Sonuç olarak; yakalananlar 30 kişi de olsa, 100 kişi de olsa “inandırıcı bulunmadığı” görülüyor. Bence, bu olayı “gerçekte” kimin yaptığı da asla anlaşılmayacak.
İstanbul Barosu yargılanıyor!
“Türkiye’nin bir hukuk devleti olduğu” bu ülkeyi yönetenler tarafından sık sık tekrarlanıyor, hatırlatma gereği duyuluyor, zira artık buna inanan pek kalmadı. “Sahte delillerle” hapse tıkılmış yüzlerce onurlu insan “hukuk” beklerken, diğer tarafta “kapı gibi gerçek delillerle suçlu olduğu kanıtlanmış” olanlar devamlı tahliye ediliyor.
Ve bu “hukuk devleti” nde binlerce avukatın mensubu olduğu İstanbul Barosu “Silivri’deki tutuklular için adil yargılanma” istemesi, “özel yetkili mahkemeleri” uyarması neden gösterilerek yargılanıyor.
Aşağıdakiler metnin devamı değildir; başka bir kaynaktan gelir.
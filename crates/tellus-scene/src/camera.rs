//! Perspective camera driven by position/up/target.

use glam::{Mat3, Mat4, Quat, Vec3};

/// A perspective camera in world space.
#[derive(Debug, Clone, PartialEq)]
pub struct Camera {
    /// World-space position.
    pub position: Vec3,
    /// Rotation as a unit quaternion. Camera looks along local -Z with +Y up.
    pub rotation: Quat,
    /// Vertical field of view in radians.
    pub fov_y: f32,
    /// Width / height.
    pub aspect_ratio: f32,
    /// Near clip plane distance (always positive).
    pub near: f32,
    /// Far clip plane distance (always positive, > near).
    pub far: f32,
}

impl Default for Camera {
    fn default() -> Self {
        Self {
            position: Vec3::ZERO,
            rotation: Quat::IDENTITY,
            fov_y: 60.0_f32.to_radians(),
            aspect_ratio: 16.0 / 9.0,
            near: 0.1,
            far: 10_000.0,
        }
    }
}

impl Camera {
    /// The forward direction vector (-Z in camera space).
    #[must_use]
    pub fn forward(&self) -> Vec3 {
        self.rotation * Vec3::NEG_Z
    }

    /// The up direction vector (+Y in camera space).
    #[must_use]
    pub fn up(&self) -> Vec3 {
        self.rotation * Vec3::Y
    }

    /// The right direction vector (+X in camera space).
    #[must_use]
    pub fn right(&self) -> Vec3 {
        self.rotation * Vec3::X
    }

    /// Places the camera at `position`, looking at `target` with `up` as the
    /// preferred up direction.
    ///
    /// If `target` coincides with `position` or the view direction is parallel
    /// to `up`, the position is applied and the rotation is left unchanged;
    /// returns `false` in that case.
    pub fn look_at(&mut self, position: Vec3, up: Vec3, target: Vec3) -> bool {
        self.position = position;

        let forward = (target - position).normalize_or_zero();
        let right = forward.cross(up).normalize_or_zero();
        if forward == Vec3::ZERO || right == Vec3::ZERO {
            return false;
        }
        let corrected_up = right.cross(forward);
        let basis = Mat3::from_cols(right, corrected_up, -forward);
        self.rotation = Quat::from_mat3(&basis).normalize();
        true
    }

    /// Sets the near clip plane, keeping it below the far plane.
    pub fn set_near(&mut self, near: f32) {
        self.near = near.clamp(f32::EPSILON, self.far * 0.5);
    }

    /// View matrix (inverse of the camera transform).
    #[must_use]
    pub fn view_matrix(&self) -> Mat4 {
        Mat4::from_rotation_translation(self.rotation, self.position).inverse()
    }

    /// Right-handed perspective projection.
    #[must_use]
    pub fn projection_matrix(&self) -> Mat4 {
        Mat4::perspective_rh(self.fov_y, self.aspect_ratio, self.near, self.far)
    }

    /// Update the aspect ratio.
    pub fn set_aspect_ratio(&mut self, width: f32, height: f32) {
        if height > 0.0 {
            self.aspect_ratio = width / height;
        }
    }
}

#[cfg(test)]
mod tests {
    use super::*;

    #[test]
    fn test_look_at_aligns_forward_and_up() {
        let mut camera = Camera::default();
        let up = Vec3::new(1.0, 1.0, 0.0).normalize();
        assert!(camera.look_at(Vec3::new(0.0, 0.0, 5.0), up, Vec3::ZERO));
        assert!((camera.forward() - Vec3::NEG_Z).length() < 1e-5);
        assert!((camera.up() - up).length() < 1e-5);
        assert!(camera.right().dot(camera.forward()).abs() < 1e-5);
    }

    #[test]
    fn test_degenerate_look_at_keeps_rotation() {
        let mut camera = Camera::default();
        let before = camera.rotation;
        assert!(!camera.look_at(Vec3::ONE, Vec3::Y, Vec3::ONE));
        assert!(!camera.look_at(Vec3::ZERO, Vec3::Y, Vec3::new(0.0, 5.0, 0.0)));
        assert_eq!(camera.rotation, before);
        assert_eq!(camera.position, Vec3::ZERO);
    }

    #[test]
    fn test_view_matrix_maps_position_to_origin() {
        let mut camera = Camera::default();
        camera.look_at(Vec3::new(3.0, 4.0, 5.0), Vec3::Y, Vec3::ZERO);
        let p = camera.view_matrix().transform_point3(camera.position);
        assert!(p.length() < 1e-4);
    }

    #[test]
    fn test_set_near_clamps() {
        let mut camera = Camera::default();
        camera.set_near(0.005);
        assert_eq!(camera.near, 0.005);
        camera.set_near(-1.0);
        assert!(camera.near > 0.0);
    }
}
Ülke çapında takdir toplamış değerli bir hukukçu olan Başkanı Ümit Kocasakal için hapis cezası isteniyor.
Bugün 17 Mayıs Cuma sabahı 9.30’da Silivri’de yapılacak İstanbul Barosu duruşmasına 5000 avukat müdahil olacak, Türkiye’den 60 baro başkanlığı , dünya ülkelerinden 14 baro başkanlığı duruşmayı izleyecek. Sizlere de haber vermeyi istedim, ilerde hukuk fakültelerinde bu dönemdeki hukuksuzluklar konusunda örnek gösterilecek bu olayı kaçırmak istemeyebilirsiniz!